# What the task asks:
Using the listing below, say how many lines have the string "ConfirmClose" in them, giving the number alone.

# Materials provided:
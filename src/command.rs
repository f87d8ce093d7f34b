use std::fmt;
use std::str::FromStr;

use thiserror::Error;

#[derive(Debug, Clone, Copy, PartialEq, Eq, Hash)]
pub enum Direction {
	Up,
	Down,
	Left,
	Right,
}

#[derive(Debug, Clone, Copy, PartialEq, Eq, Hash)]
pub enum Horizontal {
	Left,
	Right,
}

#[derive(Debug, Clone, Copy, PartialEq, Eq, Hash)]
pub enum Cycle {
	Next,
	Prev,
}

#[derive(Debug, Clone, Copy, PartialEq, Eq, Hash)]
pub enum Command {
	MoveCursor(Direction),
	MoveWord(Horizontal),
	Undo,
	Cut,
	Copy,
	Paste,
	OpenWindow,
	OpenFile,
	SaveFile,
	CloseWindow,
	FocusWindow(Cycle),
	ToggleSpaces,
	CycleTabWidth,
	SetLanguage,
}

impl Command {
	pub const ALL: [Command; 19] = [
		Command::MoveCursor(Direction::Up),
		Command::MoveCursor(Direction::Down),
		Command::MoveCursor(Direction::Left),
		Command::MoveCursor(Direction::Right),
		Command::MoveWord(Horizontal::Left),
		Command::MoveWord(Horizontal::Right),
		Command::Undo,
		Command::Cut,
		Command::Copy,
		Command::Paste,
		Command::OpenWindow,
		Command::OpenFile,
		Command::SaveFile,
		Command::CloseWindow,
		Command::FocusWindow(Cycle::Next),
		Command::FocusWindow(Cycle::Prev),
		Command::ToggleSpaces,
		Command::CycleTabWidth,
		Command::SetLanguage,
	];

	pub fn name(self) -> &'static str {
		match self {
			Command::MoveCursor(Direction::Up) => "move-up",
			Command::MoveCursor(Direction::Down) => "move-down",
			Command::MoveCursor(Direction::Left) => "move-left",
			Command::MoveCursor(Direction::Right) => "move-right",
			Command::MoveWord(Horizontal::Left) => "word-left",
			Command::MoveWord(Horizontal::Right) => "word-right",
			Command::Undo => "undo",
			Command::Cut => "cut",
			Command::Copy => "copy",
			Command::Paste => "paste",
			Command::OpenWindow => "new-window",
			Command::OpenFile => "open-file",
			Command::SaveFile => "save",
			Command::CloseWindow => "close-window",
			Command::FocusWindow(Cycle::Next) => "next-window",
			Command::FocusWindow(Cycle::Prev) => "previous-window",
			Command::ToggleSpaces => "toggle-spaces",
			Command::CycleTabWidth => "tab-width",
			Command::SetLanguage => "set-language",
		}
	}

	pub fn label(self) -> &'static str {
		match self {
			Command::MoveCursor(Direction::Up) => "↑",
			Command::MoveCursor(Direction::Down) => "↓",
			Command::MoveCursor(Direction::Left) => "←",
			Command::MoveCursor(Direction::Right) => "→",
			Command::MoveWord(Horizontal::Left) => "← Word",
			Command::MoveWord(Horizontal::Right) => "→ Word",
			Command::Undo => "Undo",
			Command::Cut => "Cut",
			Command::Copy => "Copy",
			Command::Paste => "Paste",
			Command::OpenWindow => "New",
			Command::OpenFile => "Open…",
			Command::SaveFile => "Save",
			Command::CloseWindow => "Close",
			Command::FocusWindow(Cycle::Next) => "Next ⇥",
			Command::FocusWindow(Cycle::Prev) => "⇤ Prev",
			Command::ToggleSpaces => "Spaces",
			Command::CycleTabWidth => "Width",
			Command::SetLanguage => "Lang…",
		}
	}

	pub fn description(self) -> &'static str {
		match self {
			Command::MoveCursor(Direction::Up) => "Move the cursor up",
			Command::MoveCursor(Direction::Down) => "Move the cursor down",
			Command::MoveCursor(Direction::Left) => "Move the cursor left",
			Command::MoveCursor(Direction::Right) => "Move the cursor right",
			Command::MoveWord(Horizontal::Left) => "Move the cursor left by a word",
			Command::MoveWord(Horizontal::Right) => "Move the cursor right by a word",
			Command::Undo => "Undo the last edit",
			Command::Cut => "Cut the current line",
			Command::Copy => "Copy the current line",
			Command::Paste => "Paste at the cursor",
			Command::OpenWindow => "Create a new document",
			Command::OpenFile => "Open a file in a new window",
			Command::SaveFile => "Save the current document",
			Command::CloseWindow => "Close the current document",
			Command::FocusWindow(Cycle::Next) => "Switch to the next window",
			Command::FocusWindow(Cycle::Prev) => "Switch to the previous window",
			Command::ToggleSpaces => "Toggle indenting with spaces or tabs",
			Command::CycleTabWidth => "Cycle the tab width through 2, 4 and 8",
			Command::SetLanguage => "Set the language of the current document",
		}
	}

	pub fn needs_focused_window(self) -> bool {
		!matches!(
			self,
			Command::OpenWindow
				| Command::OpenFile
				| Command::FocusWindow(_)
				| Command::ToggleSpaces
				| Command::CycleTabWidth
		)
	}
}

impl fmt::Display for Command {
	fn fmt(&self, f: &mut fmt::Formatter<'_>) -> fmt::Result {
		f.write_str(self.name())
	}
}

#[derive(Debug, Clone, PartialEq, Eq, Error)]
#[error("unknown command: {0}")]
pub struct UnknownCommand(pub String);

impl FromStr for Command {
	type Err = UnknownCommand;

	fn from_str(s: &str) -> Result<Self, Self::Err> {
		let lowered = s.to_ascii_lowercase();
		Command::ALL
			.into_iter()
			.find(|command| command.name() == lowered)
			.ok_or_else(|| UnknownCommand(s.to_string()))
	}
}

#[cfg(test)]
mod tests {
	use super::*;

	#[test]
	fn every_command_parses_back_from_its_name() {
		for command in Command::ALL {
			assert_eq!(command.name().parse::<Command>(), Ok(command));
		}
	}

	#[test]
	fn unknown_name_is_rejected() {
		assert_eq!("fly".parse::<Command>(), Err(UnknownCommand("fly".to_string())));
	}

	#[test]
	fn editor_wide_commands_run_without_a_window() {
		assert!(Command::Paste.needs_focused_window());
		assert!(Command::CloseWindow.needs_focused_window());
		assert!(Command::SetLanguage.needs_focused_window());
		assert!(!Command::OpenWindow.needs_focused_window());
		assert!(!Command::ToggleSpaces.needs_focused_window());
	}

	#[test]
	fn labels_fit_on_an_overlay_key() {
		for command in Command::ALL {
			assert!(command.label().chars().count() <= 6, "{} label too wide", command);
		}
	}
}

--

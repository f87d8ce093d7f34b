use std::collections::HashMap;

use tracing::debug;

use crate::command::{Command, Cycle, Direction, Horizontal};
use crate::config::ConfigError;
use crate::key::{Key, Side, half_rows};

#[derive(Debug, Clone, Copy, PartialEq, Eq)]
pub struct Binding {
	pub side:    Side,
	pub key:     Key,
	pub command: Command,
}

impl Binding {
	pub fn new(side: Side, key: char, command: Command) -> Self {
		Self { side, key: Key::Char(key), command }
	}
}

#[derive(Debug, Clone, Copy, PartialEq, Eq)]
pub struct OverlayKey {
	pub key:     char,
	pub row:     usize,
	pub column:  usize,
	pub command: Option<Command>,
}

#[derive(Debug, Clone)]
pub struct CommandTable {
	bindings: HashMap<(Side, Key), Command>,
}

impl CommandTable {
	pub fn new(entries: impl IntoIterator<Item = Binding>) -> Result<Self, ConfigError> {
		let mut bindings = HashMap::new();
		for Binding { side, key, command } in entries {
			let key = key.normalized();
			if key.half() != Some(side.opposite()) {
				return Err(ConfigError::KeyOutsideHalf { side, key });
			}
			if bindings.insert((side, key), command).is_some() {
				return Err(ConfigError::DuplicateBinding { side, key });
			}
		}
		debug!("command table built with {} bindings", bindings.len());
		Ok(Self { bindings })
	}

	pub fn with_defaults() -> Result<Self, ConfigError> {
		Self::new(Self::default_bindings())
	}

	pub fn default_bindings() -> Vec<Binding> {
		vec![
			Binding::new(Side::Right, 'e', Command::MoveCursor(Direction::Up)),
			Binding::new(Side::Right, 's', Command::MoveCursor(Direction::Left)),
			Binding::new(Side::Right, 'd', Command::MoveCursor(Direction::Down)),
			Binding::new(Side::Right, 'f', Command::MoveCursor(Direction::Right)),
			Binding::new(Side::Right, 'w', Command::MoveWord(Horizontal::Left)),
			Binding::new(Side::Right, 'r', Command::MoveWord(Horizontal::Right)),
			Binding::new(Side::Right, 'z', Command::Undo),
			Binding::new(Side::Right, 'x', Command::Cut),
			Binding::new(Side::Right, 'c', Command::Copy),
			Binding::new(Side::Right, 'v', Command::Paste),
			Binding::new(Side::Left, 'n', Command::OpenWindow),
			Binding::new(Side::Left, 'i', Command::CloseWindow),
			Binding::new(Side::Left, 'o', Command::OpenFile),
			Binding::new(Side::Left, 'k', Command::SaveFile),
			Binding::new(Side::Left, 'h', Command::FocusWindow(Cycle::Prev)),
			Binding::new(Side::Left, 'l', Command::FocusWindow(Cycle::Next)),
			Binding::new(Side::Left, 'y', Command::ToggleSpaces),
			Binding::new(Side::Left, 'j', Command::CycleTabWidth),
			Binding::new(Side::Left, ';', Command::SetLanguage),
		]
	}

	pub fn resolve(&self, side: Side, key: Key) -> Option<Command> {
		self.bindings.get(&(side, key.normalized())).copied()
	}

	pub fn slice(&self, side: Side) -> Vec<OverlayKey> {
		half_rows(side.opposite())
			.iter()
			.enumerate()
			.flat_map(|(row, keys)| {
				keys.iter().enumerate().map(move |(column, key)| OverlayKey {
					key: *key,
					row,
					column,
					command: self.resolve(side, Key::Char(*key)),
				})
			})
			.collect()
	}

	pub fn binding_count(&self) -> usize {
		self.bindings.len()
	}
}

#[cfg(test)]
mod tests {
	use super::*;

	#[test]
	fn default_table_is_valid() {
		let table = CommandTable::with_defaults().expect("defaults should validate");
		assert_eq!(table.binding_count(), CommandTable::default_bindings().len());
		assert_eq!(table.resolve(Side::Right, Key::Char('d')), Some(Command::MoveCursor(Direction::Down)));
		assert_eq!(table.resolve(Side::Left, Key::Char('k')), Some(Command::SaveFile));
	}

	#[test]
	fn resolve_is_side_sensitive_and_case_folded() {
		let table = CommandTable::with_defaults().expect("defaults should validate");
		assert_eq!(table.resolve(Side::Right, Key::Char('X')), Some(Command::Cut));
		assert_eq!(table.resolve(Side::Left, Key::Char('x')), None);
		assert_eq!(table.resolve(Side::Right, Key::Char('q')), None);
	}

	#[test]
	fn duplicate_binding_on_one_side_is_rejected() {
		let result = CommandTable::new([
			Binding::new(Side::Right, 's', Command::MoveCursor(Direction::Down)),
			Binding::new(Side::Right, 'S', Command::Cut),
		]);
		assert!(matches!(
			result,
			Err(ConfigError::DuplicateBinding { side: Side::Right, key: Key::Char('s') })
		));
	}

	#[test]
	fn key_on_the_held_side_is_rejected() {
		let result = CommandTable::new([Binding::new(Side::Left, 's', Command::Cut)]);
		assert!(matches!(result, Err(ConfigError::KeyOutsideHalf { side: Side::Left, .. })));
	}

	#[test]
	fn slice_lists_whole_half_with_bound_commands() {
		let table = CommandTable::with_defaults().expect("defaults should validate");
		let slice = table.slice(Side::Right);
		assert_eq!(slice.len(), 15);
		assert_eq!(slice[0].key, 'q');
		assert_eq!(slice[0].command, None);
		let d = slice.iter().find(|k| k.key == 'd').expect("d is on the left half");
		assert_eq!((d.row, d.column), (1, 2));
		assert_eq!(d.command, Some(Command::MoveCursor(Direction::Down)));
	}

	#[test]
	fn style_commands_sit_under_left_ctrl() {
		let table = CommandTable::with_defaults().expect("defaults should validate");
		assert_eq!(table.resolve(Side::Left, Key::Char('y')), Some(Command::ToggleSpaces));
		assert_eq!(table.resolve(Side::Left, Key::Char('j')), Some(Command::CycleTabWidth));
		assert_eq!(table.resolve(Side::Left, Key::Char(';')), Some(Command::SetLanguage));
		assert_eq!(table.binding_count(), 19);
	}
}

* * *

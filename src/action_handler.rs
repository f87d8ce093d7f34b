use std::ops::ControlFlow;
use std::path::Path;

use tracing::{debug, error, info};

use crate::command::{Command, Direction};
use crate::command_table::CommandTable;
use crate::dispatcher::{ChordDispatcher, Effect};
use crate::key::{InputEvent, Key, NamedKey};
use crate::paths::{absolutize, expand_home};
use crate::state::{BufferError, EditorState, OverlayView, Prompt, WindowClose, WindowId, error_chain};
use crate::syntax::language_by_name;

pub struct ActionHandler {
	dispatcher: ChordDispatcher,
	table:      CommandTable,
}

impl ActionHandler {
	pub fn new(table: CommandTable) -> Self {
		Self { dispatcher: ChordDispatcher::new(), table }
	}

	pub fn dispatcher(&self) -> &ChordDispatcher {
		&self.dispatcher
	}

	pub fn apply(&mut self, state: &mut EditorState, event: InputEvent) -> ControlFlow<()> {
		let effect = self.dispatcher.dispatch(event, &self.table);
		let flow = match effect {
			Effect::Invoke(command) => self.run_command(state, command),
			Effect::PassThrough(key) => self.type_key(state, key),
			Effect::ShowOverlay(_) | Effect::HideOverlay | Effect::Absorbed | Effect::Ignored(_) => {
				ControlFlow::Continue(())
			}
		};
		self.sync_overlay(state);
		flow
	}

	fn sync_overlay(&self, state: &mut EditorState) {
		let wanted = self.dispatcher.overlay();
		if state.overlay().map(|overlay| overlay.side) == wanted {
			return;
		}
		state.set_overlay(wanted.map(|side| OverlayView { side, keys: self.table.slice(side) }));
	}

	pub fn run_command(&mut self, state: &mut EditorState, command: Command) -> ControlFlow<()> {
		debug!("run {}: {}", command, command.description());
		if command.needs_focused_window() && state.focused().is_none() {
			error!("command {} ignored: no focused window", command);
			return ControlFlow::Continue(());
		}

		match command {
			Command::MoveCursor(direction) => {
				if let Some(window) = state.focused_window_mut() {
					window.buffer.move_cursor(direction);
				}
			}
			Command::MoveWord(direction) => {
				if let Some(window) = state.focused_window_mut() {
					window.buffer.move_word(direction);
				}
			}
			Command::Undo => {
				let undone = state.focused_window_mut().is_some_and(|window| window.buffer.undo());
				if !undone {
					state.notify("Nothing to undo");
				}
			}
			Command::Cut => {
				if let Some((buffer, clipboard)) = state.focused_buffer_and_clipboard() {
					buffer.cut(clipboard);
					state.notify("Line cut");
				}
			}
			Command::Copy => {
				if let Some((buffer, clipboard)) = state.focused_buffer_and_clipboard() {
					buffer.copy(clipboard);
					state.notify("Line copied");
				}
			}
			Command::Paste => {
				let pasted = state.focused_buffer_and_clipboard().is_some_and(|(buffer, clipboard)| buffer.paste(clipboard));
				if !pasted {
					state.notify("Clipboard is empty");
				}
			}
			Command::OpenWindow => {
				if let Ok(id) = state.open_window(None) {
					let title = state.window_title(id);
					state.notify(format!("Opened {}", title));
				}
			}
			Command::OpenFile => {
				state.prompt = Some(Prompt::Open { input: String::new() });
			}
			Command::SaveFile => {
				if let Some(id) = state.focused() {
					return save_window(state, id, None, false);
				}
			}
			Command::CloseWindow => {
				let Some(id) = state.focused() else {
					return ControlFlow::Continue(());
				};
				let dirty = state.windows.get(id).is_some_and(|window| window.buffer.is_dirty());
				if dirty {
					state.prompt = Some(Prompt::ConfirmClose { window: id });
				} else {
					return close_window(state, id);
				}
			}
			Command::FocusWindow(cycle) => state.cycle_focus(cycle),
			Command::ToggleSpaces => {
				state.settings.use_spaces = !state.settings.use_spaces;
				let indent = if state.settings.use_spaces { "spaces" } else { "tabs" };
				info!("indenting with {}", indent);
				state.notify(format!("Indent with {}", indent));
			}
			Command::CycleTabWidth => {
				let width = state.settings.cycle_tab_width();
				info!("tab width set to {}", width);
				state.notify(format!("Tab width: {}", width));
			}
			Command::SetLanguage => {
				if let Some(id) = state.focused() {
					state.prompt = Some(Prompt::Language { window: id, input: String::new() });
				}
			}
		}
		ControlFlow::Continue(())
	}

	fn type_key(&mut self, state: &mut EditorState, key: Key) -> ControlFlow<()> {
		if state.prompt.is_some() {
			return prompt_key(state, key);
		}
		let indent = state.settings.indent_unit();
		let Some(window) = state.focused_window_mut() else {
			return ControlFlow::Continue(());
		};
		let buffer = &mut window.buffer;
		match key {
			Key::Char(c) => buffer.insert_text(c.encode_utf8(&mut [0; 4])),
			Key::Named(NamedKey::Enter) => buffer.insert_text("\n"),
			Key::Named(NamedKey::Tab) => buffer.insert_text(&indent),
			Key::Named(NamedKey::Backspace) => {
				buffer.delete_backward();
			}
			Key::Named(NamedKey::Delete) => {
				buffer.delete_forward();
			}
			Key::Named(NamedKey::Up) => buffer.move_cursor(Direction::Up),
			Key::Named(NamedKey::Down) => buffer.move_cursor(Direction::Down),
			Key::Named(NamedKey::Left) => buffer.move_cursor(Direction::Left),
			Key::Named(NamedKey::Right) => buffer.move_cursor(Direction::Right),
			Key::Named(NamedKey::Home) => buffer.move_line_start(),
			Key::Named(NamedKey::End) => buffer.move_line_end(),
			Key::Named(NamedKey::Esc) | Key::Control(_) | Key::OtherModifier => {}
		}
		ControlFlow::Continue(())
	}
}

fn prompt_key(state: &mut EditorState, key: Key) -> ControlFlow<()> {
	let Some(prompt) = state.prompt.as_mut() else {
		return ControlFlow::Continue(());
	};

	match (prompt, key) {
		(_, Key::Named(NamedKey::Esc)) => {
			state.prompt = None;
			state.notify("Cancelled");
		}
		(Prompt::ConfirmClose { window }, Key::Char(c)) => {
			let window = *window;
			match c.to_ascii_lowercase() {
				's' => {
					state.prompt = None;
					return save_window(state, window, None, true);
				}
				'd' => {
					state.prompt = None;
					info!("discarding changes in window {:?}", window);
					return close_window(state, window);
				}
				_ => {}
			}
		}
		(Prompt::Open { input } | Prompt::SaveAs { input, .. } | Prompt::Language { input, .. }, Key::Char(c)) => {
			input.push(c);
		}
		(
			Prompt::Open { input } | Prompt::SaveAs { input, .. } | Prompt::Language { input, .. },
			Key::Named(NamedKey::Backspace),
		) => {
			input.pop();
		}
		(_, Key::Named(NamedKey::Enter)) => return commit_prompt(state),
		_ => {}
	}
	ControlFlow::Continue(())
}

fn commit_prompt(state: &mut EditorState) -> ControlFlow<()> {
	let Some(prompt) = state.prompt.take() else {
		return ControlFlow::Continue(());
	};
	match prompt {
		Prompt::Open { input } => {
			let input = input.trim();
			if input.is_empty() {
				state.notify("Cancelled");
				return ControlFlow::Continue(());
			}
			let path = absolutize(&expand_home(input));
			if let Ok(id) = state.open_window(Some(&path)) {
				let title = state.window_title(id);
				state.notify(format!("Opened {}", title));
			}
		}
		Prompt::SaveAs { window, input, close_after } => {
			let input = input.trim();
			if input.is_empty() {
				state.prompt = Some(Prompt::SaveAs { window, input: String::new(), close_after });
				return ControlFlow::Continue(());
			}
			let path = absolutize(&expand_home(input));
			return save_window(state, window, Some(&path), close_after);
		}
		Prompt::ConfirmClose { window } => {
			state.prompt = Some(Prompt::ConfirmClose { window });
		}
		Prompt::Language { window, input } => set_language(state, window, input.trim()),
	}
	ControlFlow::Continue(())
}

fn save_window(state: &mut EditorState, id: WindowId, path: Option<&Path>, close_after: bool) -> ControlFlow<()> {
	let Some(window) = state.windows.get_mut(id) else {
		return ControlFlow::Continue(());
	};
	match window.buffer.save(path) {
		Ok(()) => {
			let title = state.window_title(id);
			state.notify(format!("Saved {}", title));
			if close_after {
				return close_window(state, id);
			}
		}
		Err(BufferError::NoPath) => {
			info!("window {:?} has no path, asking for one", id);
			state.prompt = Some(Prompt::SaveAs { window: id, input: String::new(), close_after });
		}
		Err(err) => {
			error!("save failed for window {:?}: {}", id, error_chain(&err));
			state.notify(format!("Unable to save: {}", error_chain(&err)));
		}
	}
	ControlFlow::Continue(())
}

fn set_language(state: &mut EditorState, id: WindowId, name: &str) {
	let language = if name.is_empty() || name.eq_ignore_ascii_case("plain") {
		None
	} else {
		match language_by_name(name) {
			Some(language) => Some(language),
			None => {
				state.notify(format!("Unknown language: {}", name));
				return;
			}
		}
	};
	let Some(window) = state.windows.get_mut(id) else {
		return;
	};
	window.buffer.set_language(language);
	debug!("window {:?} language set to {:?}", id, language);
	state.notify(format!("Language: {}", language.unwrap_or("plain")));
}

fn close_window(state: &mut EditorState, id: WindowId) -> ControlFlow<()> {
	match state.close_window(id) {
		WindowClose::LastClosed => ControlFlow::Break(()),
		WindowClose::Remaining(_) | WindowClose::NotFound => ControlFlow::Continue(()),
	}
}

# Task result:
4